In 1916 Keisuke Serizawa Textile Designer, graduated from the design division of the Tokyo Technical College. Inspired by the bingata (multicoloured, stencil-dyed) textiles of Okinawa, from 1928 he began to research them and, subsequently, the traditional textiles of other regions.
His individualistic style of katazome (stencil dyeing) was the result of his involvement in the entire process, from design, stencil cutting and application to dyeing.
He was deeply impressed by the writings on crafts by Muneyoshi Yanagi and contributed works to the MINGEI (‘folk art’) movement.
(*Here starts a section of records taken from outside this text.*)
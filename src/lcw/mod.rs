//! Link Control Word extraction.
//!
//! The LCW is the 46 interleaved bits following the 24-bit sync region of
//! every Iridium burst. It is split across three short BCH codewords; all
//! three must decode within their error capacity or the whole LCW is
//! rejected. Frame type 2 marks an IDA burst.

mod format;

pub use format::format_lcw_header;

use bitvec::prelude::*;

use crate::bch::{
    self, gf2_remainder, BCH_POLY_LCW1, BCH_POLY_LCW2, BCH_POLY_LCW3, SYN_LCW1, SYN_LCW2,
    SYN_LCW3,
};
use crate::util::bits::bits_to_u32;

/// Length of the LCW region in channel bits.
pub const LCW_BITS: usize = 46;

/// De-interleave permutation, 1-indexed, applied after the pair swap.
pub const LCW_PERMUTATION: [usize; LCW_BITS] = [
    40, 39, 36, 35, 32, 31, 28, 27, 24, 23, //
    20, 19, 16, 15, 12, 11, 8, 7, 4, 3, //
    41, 38, 37, 34, 33, 30, 29, 26, 25, 22, //
    21, 18, 17, 14, 13, 10, 9, 6, 5, 2, //
    1, 46, 45, 44, 43, 42,
];

/// Decoded Link Control Word fields.
#[derive(Debug, Clone, Copy, PartialEq, Eq)]
pub struct Lcw {
    /// Frame type, 0-7. Type 2 is IDA.
    pub ft: u8,
    /// 2-bit type field from the second codeword.
    pub lcw_ft: u8,
    /// 4-bit code from the second codeword.
    pub lcw_code: u8,
    /// 21 data bits from the third codeword.
    pub lcw3_val: u32,
    /// Number of LCW components that needed correction.
    pub corrected: u8,
}

/// Decode the LCW from the first 46 bits after the sync region.
///
/// The permutation table expects pair-swapped input (the global symbol
/// reversal of the air interface is not applied upstream), so bits are
/// swapped in pairs first. Returns `None` when any of the three BCH
/// components is uncorrectable.
pub fn decode_lcw(data: &BitSlice<u8, Msb0>) -> Option<Lcw> {
    if data.len() < LCW_BITS {
        return None;
    }

    let mut swapped = bitarr![u8, Msb0; 0; 46];
    for i in (0..LCW_BITS).step_by(2) {
        swapped.set(i, data[i + 1]);
        swapped.set(i + 1, data[i]);
    }

    let mut lcw_bits = bitarr![u8, Msb0; 0; 46];
    for (i, &src) in LCW_PERMUTATION.iter().enumerate() {
        lcw_bits.set(i, swapped[src - 1]);
    }

    let mut corrected = 0u8;

    // lcw1: bits 0-6, BCH(7,3)
    let mut v1 = bits_to_u32(&lcw_bits[..7]);
    let s1 = gf2_remainder(BCH_POLY_LCW1, v1);
    if s1 != 0 {
        let (_, locator) = SYN_LCW1.lookup(s1)?;
        v1 ^= locator;
        corrected += 1;
    }
    let ft = ((v1 >> 4) & 0x7) as u8;

    // lcw2: bits 7-19 plus a trailing zero pad, BCH(14,6)
    let mut v2 = bits_to_u32(&lcw_bits[7..20]) << 1;
    let s2 = gf2_remainder(BCH_POLY_LCW2, v2);
    if s2 != 0 {
        let (_, locator) = SYN_LCW2.lookup(s2)?;
        v2 ^= locator;
        corrected += 1;
    }
    let lcw2_data = ((v2 >> 8) & 0x3F) as u8;

    // lcw3: bits 20-45, BCH(26,21)
    let mut v3 = bits_to_u32(&lcw_bits[20..46]);
    let s3 = gf2_remainder(BCH_POLY_LCW3, v3);
    if s3 != 0 {
        let (_, locator) = SYN_LCW3.lookup(s3)?;
        v3 ^= locator;
        corrected += 1;
    }

    Some(Lcw {
        ft,
        lcw_ft: (lcw2_data >> 4) & 0x3,
        lcw_code: lcw2_data & 0xF,
        lcw3_val: v3 >> 5,
        corrected,
    })
}

/// Build the 46 channel bits carrying the given LCW fields.
///
/// Inverse of [`decode_lcw`]; used by the burst synthesizer. The lcw2
/// codeword's pad bit is not transmitted, so a set low remainder bit is
/// left for the decoder's single-error corrector to absorb.
pub fn encode_lcw(ft: u8, lcw_ft: u8, lcw_code: u8, lcw3_val: u32) -> BitVec<u8, Msb0> {
    let cw1 = bch::encode(BCH_POLY_LCW1, (ft & 0x7) as u32, 4);
    let data2 = (((lcw_ft & 0x3) << 4) | (lcw_code & 0xF)) as u32;
    let cw2 = bch::encode(BCH_POLY_LCW2, data2, 8);
    let cw3 = bch::encode(BCH_POLY_LCW3, lcw3_val & 0x1F_FFFF, 5);

    let mut lcw_bits = bitarr![u8, Msb0; 0; 46];
    for i in 0..7 {
        lcw_bits.set(i, (cw1 >> (6 - i)) & 1 != 0);
    }
    for i in 0..13 {
        // top 13 bits of the 14-bit codeword
        lcw_bits.set(7 + i, (cw2 >> (13 - i)) & 1 != 0);
    }
    for i in 0..26 {
        lcw_bits.set(20 + i, (cw3 >> (25 - i)) & 1 != 0);
    }

    let mut swapped = bitarr![u8, Msb0; 0; 46];
    for (i, &dst) in LCW_PERMUTATION.iter().enumerate() {
        swapped.set(dst - 1, lcw_bits[i]);
    }

    let mut out = BitVec::repeat(false, LCW_BITS);
    for i in 0..LCW_BITS {
        out.set(i, swapped[i ^ 1]);
    }
    out
}

#[cfg(test)]
mod tests {
    use super::*;

    fn roundtrip(ft: u8, lcw_ft: u8, lcw_code: u8, lcw3_val: u32) -> Lcw {
        let bits = encode_lcw(ft, lcw_ft, lcw_code, lcw3_val);
        decode_lcw(&bits).expect("clean LCW must decode")
    }

    #[test]
    fn test_roundtrip_grid() {
        for ft in 0..8u8 {
            for lcw_ft in 0..4u8 {
                for lcw_code in 0..16u8 {
                    let val = ((ft as u32) << 18) ^ ((lcw_code as u32) << 7) ^ 0x155;
                    let lcw = roundtrip(ft, lcw_ft, lcw_code, val);
                    assert_eq!(lcw.ft, ft);
                    assert_eq!(lcw.lcw_ft, lcw_ft);
                    assert_eq!(lcw.lcw_code, lcw_code);
                    assert_eq!(lcw.lcw3_val, val);
                }
            }
        }
    }

    #[test]
    fn test_roundtrip_extremes() {
        for (ft, lcw_ft, lcw_code, val) in [
            (0, 0, 0, 0),
            (7, 3, 15, 0x1F_FFFF),
            (2, 1, 1, 0x0A_AAAA),
        ] {
            let lcw = roundtrip(ft, lcw_ft, lcw_code, val);
            assert_eq!((lcw.ft, lcw.lcw_ft, lcw.lcw_code, lcw.lcw3_val), (ft, lcw_ft, lcw_code, val));
        }
    }

    #[test]
    fn test_single_flip_recovery() {
        // Any single channel-bit flip lands in exactly one BCH component.
        // Restrict to tuples whose lcw2 pad bit is genuinely zero so the
        // flip is the only error in that component.
        let data2 = 0u32;
        assert_eq!(bch::encode(BCH_POLY_LCW2, data2, 8) & 1, 0);

        let (ft, lcw_ft, lcw_code, val) = (2u8, 0u8, 0u8, 0x12_3456u32 & 0x1F_FFFF);
        let clean = encode_lcw(ft, lcw_ft, lcw_code, val);
        for flip in 0..LCW_BITS {
            let mut bits = clean.clone();
            let cur = bits[flip];
            bits.set(flip, !cur);
            let lcw = decode_lcw(&bits).expect("single flip must correct");
            assert_eq!(lcw.ft, ft, "flip at {flip}");
            assert_eq!(lcw.lcw_ft, lcw_ft);
            assert_eq!(lcw.lcw_code, lcw_code);
            assert_eq!(lcw.lcw3_val, val);
            assert!(lcw.corrected >= 1);
        }
    }

    #[test]
    fn test_short_input_rejected() {
        let bits = BitVec::<u8, Msb0>::repeat(false, 45);
        assert!(decode_lcw(&bits).is_none());
    }
}
//! Shared builders for the scenario tests.

use rustyiridium::crc::crc16_kermit;
use rustyiridium::output::LineSink;
use rustyiridium::sbd::acars::with_odd_parity;
use std::cell::RefCell;
use std::rc::Rc;

/// Line sink that collects everything the receiver emits.
pub struct CaptureSink(pub Rc<RefCell<Vec<String>>>);

impl LineSink for CaptureSink {
    fn publish(&mut self, line: &str) {
        self.0.borrow_mut().push(line.to_string());
    }
}

pub fn capture() -> (Rc<RefCell<Vec<String>>>, Box<dyn LineSink>) {
    let lines = Rc::new(RefCell::new(Vec::new()));
    (lines.clone(), Box::new(CaptureSink(lines)))
}

/// A framed ACARS message: marker, parity-protected body, Kermit CRC.
pub fn acars_frame(mode: u8, reg: &[u8; 7], label: &[u8; 2], block_id: u8, text: &[u8]) -> Vec<u8> {
    let mut body = vec![mode];
    body.extend_from_slice(reg);
    body.push(b'A'); // ack
    body.extend_from_slice(label);
    body.push(block_id);
    body.push(0x02);
    body.extend_from_slice(text);
    body.push(0x03);

    let body: Vec<u8> = body.iter().map(|&c| with_odd_parity(c)).collect();
    let crc = crc16_kermit(&body);
    let mut out = vec![0x01];
    out.extend_from_slice(&body);
    out.extend_from_slice(&crc.to_le_bytes());
    out.push(0x7F);
    out
}

/// Downlink SBD data packet (0x76 0x08) wrapping `chunk` with the 0x10
/// data header.
pub fn sbd_dl_packet(msgno: u8, msgcnt: u8, chunk: &[u8]) -> Vec<u8> {
    let mut out = vec![0x76, 0x08];
    out.extend_from_slice(&[0x20, 0x00, 0x00, msgcnt, 0x00]);
    out.push(0x10);
    out.push(chunk.len() as u8);
    out.push(msgno);
    out.extend_from_slice(chunk);
    out
}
In 1931 he executed a stencil-dyed cloth design for the bound cover of the first issue of the movement’s monthly publication Kogei (‘Crafts’), of which he was editor for a year.
His folk art includes kimono, paper prints, wall scrolls, folding screens, curtains, fans and calendars. Serizawa has also produced numerous masterpieces in illustrated books including Don Quixote, Vincent van Gogh and A Day at Mashiko.
The distinguishing trait of Serizawa’s katazome method is the use of the starch mixture to create, not a colored area as is current in direct-dyeing process, but a blank, undyed one that forms a part of the pattern and that can later be colored by hand in multi-color or monochrome as the designer sees fit.
Serizawa was designated as a Living National Treasure.